Top of Material supplied

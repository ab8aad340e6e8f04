//! Task definitions and the task graph.
//!
//! Every task declares its prerequisites instead of relying on list
//! position. `requires` pulls another task into the plan and orders after
//! it; `after` only orders, and only when the other task is part of the
//! same plan. Running `styles` on its own therefore does not run `clean`,
//! while `default` (which requires `clean`) runs it first.

use crate::build::error::{ErrorOrigin, FailurePolicy};
use std::collections::{HashMap, HashSet, VecDeque};
use thiserror::Error;

/// The work a task performs.
#[derive(Debug, Clone, Copy, PartialEq, Eq, Hash)]
pub enum TaskAction {
    /// Remove the dist directory
    Clean,
    /// Copy (and optionally optimise) images and media
    Assets,
    /// Compile stylesheets
    Styles,
    /// Render page templates
    Templates,
    /// Bundle scripts
    Scripts,
    /// Run the dev server and the watcher
    Serve,
    /// Rename the build folder to the deploy folder
    Deploy,
    /// Fingerprint built assets
    Revision,
}

impl TaskAction {
    /// Error origin reported for failures of this action.
    pub fn origin(&self) -> ErrorOrigin {
        match self {
            TaskAction::Clean => ErrorOrigin::Clean,
            TaskAction::Assets => ErrorOrigin::Assets,
            TaskAction::Styles => ErrorOrigin::Styles,
            TaskAction::Templates => ErrorOrigin::Templates,
            TaskAction::Scripts => ErrorOrigin::Scripts,
            TaskAction::Serve => ErrorOrigin::Server,
            TaskAction::Deploy => ErrorOrigin::Deploy,
            TaskAction::Revision => ErrorOrigin::Revision,
        }
    }
}

/// A named, invocable unit of work.
#[derive(Debug, Clone)]
pub struct TaskDef {
    pub name: String,
    pub description: String,
    /// `None` for composite tasks that only group others
    pub action: Option<TaskAction>,
    /// Tasks pulled into the plan and completed before this one
    pub requires: Vec<String>,
    /// Tasks completed before this one when they are in the same plan
    pub after: Vec<String>,
    pub policy: FailurePolicy,
}

impl TaskDef {
    /// Create a task that performs an action.
    pub fn action(name: &str, action: TaskAction, description: &str) -> Self {
        Self {
            name: name.to_string(),
            description: description.to_string(),
            action: Some(action),
            requires: vec![],
            after: vec![],
            policy: FailurePolicy::Continue,
        }
    }

    /// Create a composite task grouping `requires`.
    pub fn composite(name: &str, requires: &[&str], description: &str) -> Self {
        Self {
            name: name.to_string(),
            description: description.to_string(),
            action: None,
            requires: requires.iter().map(|s| s.to_string()).collect(),
            after: vec![],
            policy: FailurePolicy::Continue,
        }
    }

    pub fn with_after(mut self, after: &[&str]) -> Self {
        self.after.extend(after.iter().map(|s| s.to_string()));
        self
    }

    pub fn with_requires(mut self, requires: &[&str]) -> Self {
        self.requires.extend(requires.iter().map(|s| s.to_string()));
        self
    }

    pub fn with_policy(mut self, policy: FailurePolicy) -> Self {
        self.policy = policy;
        self
    }

    pub fn is_composite(&self) -> bool {
        self.action.is_none()
    }
}

/// Error while planning tasks.
#[derive(Debug, Clone, PartialEq, Eq, Error)]
pub enum TaskError {
    #[error("Task '{0}' is not in your task graph")]
    UnknownTask(String),
    #[error("Circular dependency detected involving task '{0}'")]
    CyclicDependency(String),
}

/// The set of declared tasks.
#[derive(Debug, Clone, Default)]
pub struct TaskGraph {
    tasks: Vec<TaskDef>,
    aliases: HashMap<String, String>,
}

impl TaskGraph {
    /// Create an empty graph.
    pub fn new() -> Self {
        Self::default()
    }

    /// The tasks of a site build.
    pub fn builtin() -> Self {
        let mut graph = Self::new();

        graph.register(TaskDef::action("clean", TaskAction::Clean, "Remove the dist directory"));
        graph.register(
            TaskDef::action("assets", TaskAction::Assets, "Copy images and media into the build")
                .with_after(&["clean"]),
        );
        graph.register(
            TaskDef::action("styles", TaskAction::Styles, "Compile stylesheets")
                .with_after(&["clean", "assets"]),
        );
        graph.register(
            TaskDef::action("templates", TaskAction::Templates, "Render page templates")
                .with_after(&["clean", "assets"]),
        );
        graph.register(
            TaskDef::action("scripts", TaskAction::Scripts, "Bundle scripts")
                .with_after(&["clean", "assets"]),
        );
        graph.register(TaskDef::composite(
            "compile",
            &["assets", "styles", "templates", "scripts"],
            "Assets first, then styles, templates and scripts in parallel",
        ));
        graph.register(
            TaskDef::action("server", TaskAction::Serve, "Serve the build with live reload")
                .with_after(&["clean", "compile"])
                .with_policy(FailurePolicy::Abort),
        );
        graph.register(
            TaskDef::action("rename", TaskAction::Deploy, "Rename the build to the deploy folder")
                .with_after(&["clean", "compile"])
                .with_policy(FailurePolicy::Abort),
        );
        graph.register(
            TaskDef::action("rev", TaskAction::Revision, "Fingerprint built assets")
                .with_after(&["compile"]),
        );
        graph.register(TaskDef::composite(
            "default",
            &["clean", "compile", "server"],
            "Clean, compile, then serve",
        ));
        graph.register(TaskDef::composite(
            "build",
            &["clean", "compile", "rename"],
            "Clean, compile, then rename for deployment",
        ));

        graph.alias("sass", "styles");
        graph.alias("pug", "templates");
        graph.alias("js", "scripts");
        graph.alias("rename-project-folder", "rename");

        graph
    }

    /// Add a task, replacing any task with the same name.
    pub fn register(&mut self, task: TaskDef) {
        self.tasks.retain(|t| t.name != task.name);
        self.tasks.push(task);
    }

    /// Add an alternative name for a task.
    pub fn alias(&mut self, alias: &str, target: &str) {
        self.aliases.insert(alias.to_string(), target.to_string());
    }

    /// All declared tasks in declaration order.
    pub fn tasks(&self) -> &[TaskDef] {
        &self.tasks
    }

    /// Aliases pointing at `name`.
    pub fn aliases_of(&self, name: &str) -> Vec<&str> {
        let mut aliases: Vec<&str> =
            self.aliases.iter().filter(|(_, t)| *t == name).map(|(a, _)| a.as_str()).collect();
        aliases.sort_unstable();
        aliases
    }

    /// Look up a task by name or alias.
    pub fn get(&self, name: &str) -> Option<&TaskDef> {
        let name = self.aliases.get(name).map(String::as_str).unwrap_or(name);
        self.tasks.iter().find(|t| t.name == name)
    }

    fn lookup(&self, name: &str) -> Result<&TaskDef, TaskError> {
        self.get(name).ok_or_else(|| TaskError::UnknownTask(name.to_string()))
    }

    /// Build the plan for running `names`.
    pub fn plan<S: AsRef<str>>(&self, names: &[S]) -> Result<TaskPlan, TaskError> {
        let mut included: HashSet<&str> = HashSet::new();
        let mut queue: VecDeque<&TaskDef> = VecDeque::new();

        for name in names {
            queue.push_back(self.lookup(name.as_ref())?);
        }

        while let Some(task) = queue.pop_front() {
            if !included.insert(task.name.as_str()) {
                continue;
            }
            for required in &task.requires {
                queue.push_back(self.lookup(required)?);
            }
        }

        let mut tasks = Vec::new();
        for task in self.tasks.iter().filter(|t| included.contains(t.name.as_str())) {
            let mut dependencies: Vec<String> = Vec::new();
            for required in &task.requires {
                let dep = self.lookup(required)?.name.clone();
                if !dependencies.contains(&dep) {
                    dependencies.push(dep);
                }
            }
            for after in &task.after {
                let dep = self.lookup(after)?.name.clone();
                if included.contains(dep.as_str()) && !dependencies.contains(&dep) {
                    dependencies.push(dep);
                }
            }

            tasks.push(PlannedTask {
                name: task.name.clone(),
                action: task.action,
                policy: task.policy,
                dependencies,
            });
        }

        Ok(TaskPlan { tasks })
    }
}

/// A task as scheduled in one plan.
#[derive(Debug, Clone)]
pub struct PlannedTask {
    pub name: String,
    pub action: Option<TaskAction>,
    pub policy: FailurePolicy,
    /// Tasks in this plan that must complete first
    pub dependencies: Vec<String>,
}

/// The tasks of one invocation with their effective prerequisites.
#[derive(Debug, Clone, Default)]
pub struct TaskPlan {
    tasks: Vec<PlannedTask>,
}

impl TaskPlan {
    pub fn tasks(&self) -> &[PlannedTask] {
        &self.tasks
    }

    pub fn len(&self) -> usize {
        self.tasks.len()
    }

    pub fn is_empty(&self) -> bool {
        self.tasks.is_empty()
    }

    pub fn contains(&self, name: &str) -> bool {
        self.tasks.iter().any(|t| t.name == name)
    }

    /// Get tasks in build order (respecting dependencies).
    ///
    /// Returns an error if there are circular dependencies.
    pub fn build_order(&self) -> Result<Vec<&PlannedTask>, TaskError> {
        let mut result = Vec::new();
        let mut visited = HashSet::new();
        let mut visiting = HashSet::new();

        for task in &self.tasks {
            self.visit_task(task, &mut visited, &mut visiting, &mut result)?;
        }

        Ok(result)
    }

    fn visit_task<'a>(
        &'a self,
        task: &'a PlannedTask,
        visited: &mut HashSet<String>,
        visiting: &mut HashSet<String>,
        result: &mut Vec<&'a PlannedTask>,
    ) -> Result<(), TaskError> {
        if visited.contains(&task.name) {
            return Ok(());
        }

        if visiting.contains(&task.name) {
            return Err(TaskError::CyclicDependency(task.name.clone()));
        }

        visiting.insert(task.name.clone());

        for dep_name in &task.dependencies {
            if let Some(dep) = self.tasks.iter().find(|t| &t.name == dep_name) {
                self.visit_task(dep, visited, visiting, result)?;
            }
        }

        visiting.remove(&task.name);
        visited.insert(task.name.clone());
        result.push(task);

        Ok(())
    }

    /// Group tasks into waves.
    ///
    /// Every task's dependencies are in an earlier wave, so the members of a
    /// wave can run concurrently. Order inside a wave follows the plan.
    pub fn levels(&self) -> Result<Vec<Vec<&PlannedTask>>, TaskError> {
        self.build_order()?;

        let mut levels_map: HashMap<&str, usize> = HashMap::new();
        let mut remaining: Vec<&PlannedTask> = self.tasks.iter().collect();
        let mut result: Vec<Vec<&PlannedTask>> = Vec::new();

        while !remaining.is_empty() {
            let current_level = result.len();
            let (ready, blocked): (Vec<&PlannedTask>, Vec<&PlannedTask>) =
                remaining.into_iter().partition(|t| {
                    t.dependencies.iter().all(|d| {
                        levels_map.contains_key(d.as_str()) || !self.contains(d)
                    })
                });

            if ready.is_empty() {
                let name = blocked.first().map(|t| t.name.clone()).unwrap_or_default();
                return Err(TaskError::CyclicDependency(name));
            }

            for task in &ready {
                levels_map.insert(task.name.as_str(), current_level);
            }
            result.push(ready);
            remaining = blocked;
        }

        Ok(result)
    }
}
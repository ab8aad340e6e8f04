//! Script bundling.
//!
//! Entries are handed to the configured bundler command, or copied verbatim
//! when no bundler is configured.

use super::{read_source, write_output, StageOutput, StageResult};
use crate::build::error::{ErrorOrigin, StageError};
use crate::build::BuildContext;
use std::fs;
use std::path::Path;

const ORIGIN: ErrorOrigin = ErrorOrigin::Scripts;

/// Bundle every configured entry into the script output directory.
pub fn run(ctx: &BuildContext) -> StageResult {
    let scripts = &ctx.config().scripts;
    let mut outputs = Vec::new();

    for entry in &scripts.entries {
        let source = ctx.paths().scripts().join(entry);
        let Some(file_name) = source.file_name() else {
            return Err(StageError::new(ORIGIN, format!("invalid entry '{}'", entry.display())));
        };
        let outfile = ctx.paths().js().join(file_name);

        if !source.is_file() {
            return Err(StageError::new(ORIGIN, "entry not found").in_file(&source));
        }

        if scripts.bundler.is_empty() {
            let contents = read_source(ORIGIN, &source)?;
            write_output(ORIGIN, &outfile, &contents)?;
        } else {
            bundle(ctx, &source, &outfile)
                .map_err(|message| StageError::new(ORIGIN, message).in_file(&source))?;
        }

        outputs.push(outfile);
    }

    if outputs.is_empty() {
        return Ok(StageOutput::unchanged());
    }
    Ok(StageOutput::written(outputs))
}

/// Expand `{entry}` / `{outfile}` placeholders in a bundler argument.
pub fn expand_arg(arg: &str, entry: &Path, outfile: &Path) -> String {
    arg.replace("{entry}", &entry.to_string_lossy())
        .replace("{outfile}", &outfile.to_string_lossy())
}

fn bundle(ctx: &BuildContext, entry: &Path, outfile: &Path) -> Result<(), String> {
    let scripts = &ctx.config().scripts;
    let Some((program, rest)) = scripts.bundler.split_first() else {
        return Err("empty bundler command".to_string());
    };

    let mut args: Vec<String> = rest.iter().map(|a| expand_arg(a, entry, outfile)).collect();
    if ctx.minify() {
        args.extend(scripts.minify_args.iter().cloned());
    }

    if let Some(parent) = outfile.parent() {
        fs::create_dir_all(parent).map_err(|e| e.to_string())?;
    }

    let output = duct::cmd(program.as_str(), &args)
        .dir(ctx.project_root())
        .stdout_capture()
        .stderr_capture()
        .unchecked()
        .run()
        .map_err(|e| format!("failed to run '{}': {}", program, e))?;

    if !output.status.success() {
        let stderr = String::from_utf8_lossy(&output.stderr);
        return Err(format!("bundler exited with {}: {}", output.status, stderr.trim()));
    }
    if !outfile.exists() {
        return Err(format!("bundler did not write {}", outfile.display()));
    }
    Ok(())
}
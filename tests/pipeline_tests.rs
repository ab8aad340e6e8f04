//! Pipeline integration tests
//!
//! Runs the built-in tasks against small site projects in temporary
//! directories:
//!
//! - Full `build` (clean, compile, rename)
//! - Concurrent compile into disjoint output folders
//! - Rename failure handling
//! - Environment resolution and URL helpers
//! - Watch table construction

use std::fs;
use std::path::Path;
use std::sync::{Arc, Mutex};
use tempfile::TempDir;

use sitepipe::build::{
    BuildContext, BuildError, Notifier, StageError, TaskGraph, TaskRunner, TaskStatus,
};
use sitepipe::config::{default_config, SiteConfig};
use sitepipe::env::{page_path, BuildFlags, Environment, UrlHelpers};
use sitepipe::paths::Category;
use sitepipe::watch::{ReloadKind, WatchTable};

// ============================================================================
// Test Utilities
// ============================================================================

#[derive(Default)]
struct RecordingNotifier {
    errors: Mutex<Vec<(String, String)>>,
}

impl Notifier for RecordingNotifier {
    fn notify(&self, task: &str, error: &StageError) {
        self.errors.lock().unwrap().push((task.to_string(), error.to_string()));
    }
}

fn write(path: &Path, contents: &str) {
    if let Some(parent) = path.parent() {
        fs::create_dir_all(parent).unwrap();
    }
    fs::write(path, contents).unwrap();
}

/// Lay out a minimal site: one page, one stylesheet, one script, one image.
fn create_site(root: &Path) {
    write(
        &root.join("src/pug/official-site/index.html"),
        "<html><head><link href=\"{{ css_url(path='index.css') }}\"></head><body>{{ page_path }}</body></html>",
    );
    write(&root.join("src/pug/official-site/_partials/nav.html"), "<nav></nav>");
    write(&root.join("src/sass/index.css"), "body { color: red; }");
    write(&root.join("src/sass/_vars.css"), "");
    write(&root.join("src/scripts/index.js"), "console.log('hi');");
    write(&root.join("src/assets/images/logo.svg"), "<svg></svg>");
}

fn context(root: &Path, config: SiteConfig, flags: BuildFlags) -> BuildContext {
    BuildContext::new(config, root.to_path_buf(), flags)
}

fn runner(ctx: BuildContext) -> (TaskRunner, Arc<RecordingNotifier>) {
    let notifier = Arc::new(RecordingNotifier::default());
    let runner = TaskRunner::new(ctx).with_notifier(notifier.clone());
    (runner, notifier)
}

// ============================================================================
// Build
// ============================================================================

#[test]
fn test_build_renames_into_deploy_folder() {
    let temp = TempDir::new().unwrap();
    create_site(temp.path());
    let (runner, notifier) = runner(context(temp.path(), default_config(), BuildFlags::default()));

    let result = runner.run(&["build"]).unwrap();
    assert!(result.is_success(), "{}", result.summary());
    assert!(notifier.errors.lock().unwrap().is_empty());

    let docs = temp.path().join("docs");
    assert!(docs.join("index.html").is_file());
    assert!(docs.join("assets/stylesheets/index.css").is_file());
    assert!(docs.join("assets/scripts/index.js").is_file());
    assert!(docs.join("assets/images/logo.svg").is_file());
    assert!(!docs.join("assets/stylesheets/_vars.css").exists());
    assert!(!temp.path().join("dist/official-site").exists());

    let page = fs::read_to_string(docs.join("index.html")).unwrap();
    assert!(page.contains("href=\"/assets/stylesheets/index.css\""));
}

#[test]
fn test_build_twice_needs_overwrite() {
    let temp = TempDir::new().unwrap();
    create_site(temp.path());

    let (first, _) = runner(context(temp.path(), default_config(), BuildFlags::default()));
    first.run(&["build"]).unwrap();

    let (second, notifier) = runner(context(temp.path(), default_config(), BuildFlags::default()));
    let err = second.run(&["build"]).unwrap_err();
    assert!(matches!(err, BuildError::Fatal { ref task, .. } if task == "rename"));
    assert_eq!(notifier.errors.lock().unwrap().len(), 1);

    let mut config = default_config();
    config.deploy.overwrite = true;
    let (third, _) = runner(context(temp.path(), config, BuildFlags::default()));
    assert!(third.run(&["build"]).unwrap().is_success());
    assert!(temp.path().join("docs/index.html").is_file());
}

#[test]
fn test_rename_without_build_fails() {
    let temp = TempDir::new().unwrap();
    let (runner, notifier) = runner(context(temp.path(), default_config(), BuildFlags::default()));

    let err = runner.run(&["rename-project-folder"]).unwrap_err();
    match err {
        BuildError::Fatal { task, error } => {
            assert_eq!(task, "rename");
            assert!(error.message.contains("does not exist"));
        }
        other => panic!("unexpected error: {}", other),
    }
    assert!(!temp.path().join("docs").exists());
    assert_eq!(notifier.errors.lock().unwrap()[0].0, "rename");
}

// ============================================================================
// Compile
// ============================================================================

#[test]
fn test_compile_writes_disjoint_outputs() {
    let temp = TempDir::new().unwrap();
    create_site(temp.path());
    let ctx = context(temp.path(), default_config(), BuildFlags::default());
    let css = ctx.paths().css().to_path_buf();
    let js = ctx.paths().js().to_path_buf();
    let build_dest = ctx.paths().build_dest().to_path_buf();
    let (runner, _) = runner(ctx);
    let runner = runner.with_jobs(3);

    let result = runner.run(&["compile"]).unwrap();
    assert!(result.is_success(), "{}", result.summary());

    for (task, dir) in [("styles", &css), ("scripts", &js), ("templates", &build_dest)] {
        let outputs = &result.get(task).unwrap().outputs;
        assert!(!outputs.is_empty(), "{} wrote nothing", task);
        assert!(outputs.iter().all(|p| p.starts_with(dir)), "{} wrote outside {}", task, dir.display());
    }
    assert!(result.get("styles").unwrap().outputs.iter().all(|p| !p.starts_with(&js)));
}

#[test]
fn test_failed_style_does_not_stop_siblings() {
    let temp = TempDir::new().unwrap();
    create_site(temp.path());
    write(&temp.path().join("src/sass/broken.css"), "body { background: resolve('missing.png'); }");
    let (runner, notifier) = runner(context(temp.path(), default_config(), BuildFlags::default()));

    let result = runner.run(&["compile"]).unwrap();
    assert!(!result.is_success());
    assert!(matches!(result.get("styles").unwrap().status, TaskStatus::Failed(_)));
    assert!(result.get("templates").unwrap().is_success());
    assert!(result.get("scripts").unwrap().is_success());

    let errors = notifier.errors.lock().unwrap();
    assert_eq!(errors.len(), 1);
    assert_eq!(errors[0].0, "styles");
    assert!(errors[0].1.contains("missing.png"));
}

#[test]
fn test_second_template_run_skips() {
    let temp = TempDir::new().unwrap();
    create_site(temp.path());
    let (runner, _) = runner(context(temp.path(), default_config(), BuildFlags::default()));

    assert!(runner.run(&["pug"]).unwrap().get("templates").unwrap().is_success());
    let again = runner.run(&["pug"]).unwrap();
    assert_eq!(again.get("templates").unwrap().status, TaskStatus::Skipped);
}

#[test]
fn test_unknown_task() {
    let temp = TempDir::new().unwrap();
    let (runner, _) = runner(context(temp.path(), default_config(), BuildFlags::default()));
    assert!(matches!(runner.run(&["deploy-to-mars"]), Err(BuildError::Task(_))));
}

// ============================================================================
// Plans
// ============================================================================

#[test]
fn test_build_plan_order() {
    let graph = TaskGraph::builtin();
    let plan = graph.plan(&["build"]).unwrap();
    let order = plan.build_order().unwrap();
    let pos = |name: &str| order.iter().position(|t| t.name == name).unwrap();

    assert!(pos("clean") < pos("assets"));
    assert!(pos("assets") < pos("styles"));
    assert!(pos("assets") < pos("templates"));
    assert!(pos("assets") < pos("scripts"));
    assert!(pos("styles") < pos("rename"));
    assert!(pos("templates") < pos("rename"));
    assert!(pos("scripts") < pos("rename"));
    assert!(!plan.contains("server"));
}

// ============================================================================
// Environment
// ============================================================================

#[test]
fn test_dev_urls() {
    let urls = UrlHelpers::new(&BuildFlags::default(), &default_config().remote);
    assert_eq!(urls.environment(), Environment::Dev);
    assert!(!urls.is_prod());
    assert_eq!(urls.image_url("a.png"), "/assets/images/a.png");
    assert_eq!(urls.css_url("index.css"), "/assets/stylesheets/index.css");
    assert_eq!(urls.js_url("index.js"), "/assets/scripts/index.js");
}

#[test]
fn test_staging_urls() {
    let mut config = default_config();
    config.remote.staging = Some("https://staging.example.com/".to_string());
    let flags = BuildFlags { staging: true, ..Default::default() };
    let urls = UrlHelpers::new(&flags, &config.remote);

    assert_eq!(urls.environment(), Environment::Staging);
    assert!(!urls.is_prod());
    assert_eq!(urls.root_path(), "https://staging.example.com/");
    assert_eq!(urls.image_url("a.png"), "/pesaro/assets/images/a.png");
}

#[test]
fn test_prod_wins_over_staging() {
    let config = default_config();
    for flags in [
        BuildFlags { prod: true, ..Default::default() },
        BuildFlags { prod: true, staging: true, minify: true },
    ] {
        let urls = UrlHelpers::new(&flags, &config.remote);
        assert_eq!(urls.environment(), Environment::Production);
        assert!(urls.is_prod());
        assert_eq!(urls.root_path(), "https://sorarize.github.io/pesaro/");
    }
}

#[test]
fn test_page_path_derivation() {
    let root = Path::new("/site/src/pug");
    assert_eq!(page_path(root, &root.join("official-site/about/team.html")).as_deref(), Some("about/team"));
    assert_eq!(page_path(root, &root.join("official-site/index.html")).as_deref(), Some("index"));
}

// ============================================================================
// Watch
// ============================================================================

#[test]
fn test_watch_table_routes_changes() {
    let temp = TempDir::new().unwrap();
    create_site(temp.path());
    let ctx = context(temp.path(), default_config(), BuildFlags::default());
    let table = WatchTable::from_context(&ctx);

    let styles = table.entries().iter().find(|e| e.category == Category::Styles).unwrap();
    assert_eq!(styles.tasks, vec!["styles".to_string()]);
    assert_eq!(styles.reload, ReloadKind::Styles);

    let changed = ctx.paths().styles().canonicalize().unwrap().join("index.css");
    let matched: Vec<_> =
        table.matching(&changed).into_iter().map(|i| table.entries()[i].category).collect();
    assert_eq!(matched, vec![Category::Styles]);
}
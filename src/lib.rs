//! sitepipe - a task-based build pipeline for static sites
//!
//! This library provides functionality to:
//! - Resolve the source and output folders of a site project
//! - Plan and run named build tasks with declared prerequisites
//! - Compile templates, stylesheets, scripts and images into a build folder
//! - Watch sources, rebuild incrementally and live-reload a dev server
//! - Rename the build for deployment

pub mod build;
pub mod cli;
pub mod config;
pub mod env;
pub mod logging;
pub mod paths;
pub mod preprocess;
pub mod server;
pub mod watch;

Bottom of Material supplied

▶ [Your objective]: Whenever a line in the material contains the word "required", copy that line.

▶ [Response to the exercise]:
            for required in &task.requires {
                queue.push_back(self.lookup(required)?);
            for required in &task.requires {
                let dep = self.lookup(required)?.name.clone();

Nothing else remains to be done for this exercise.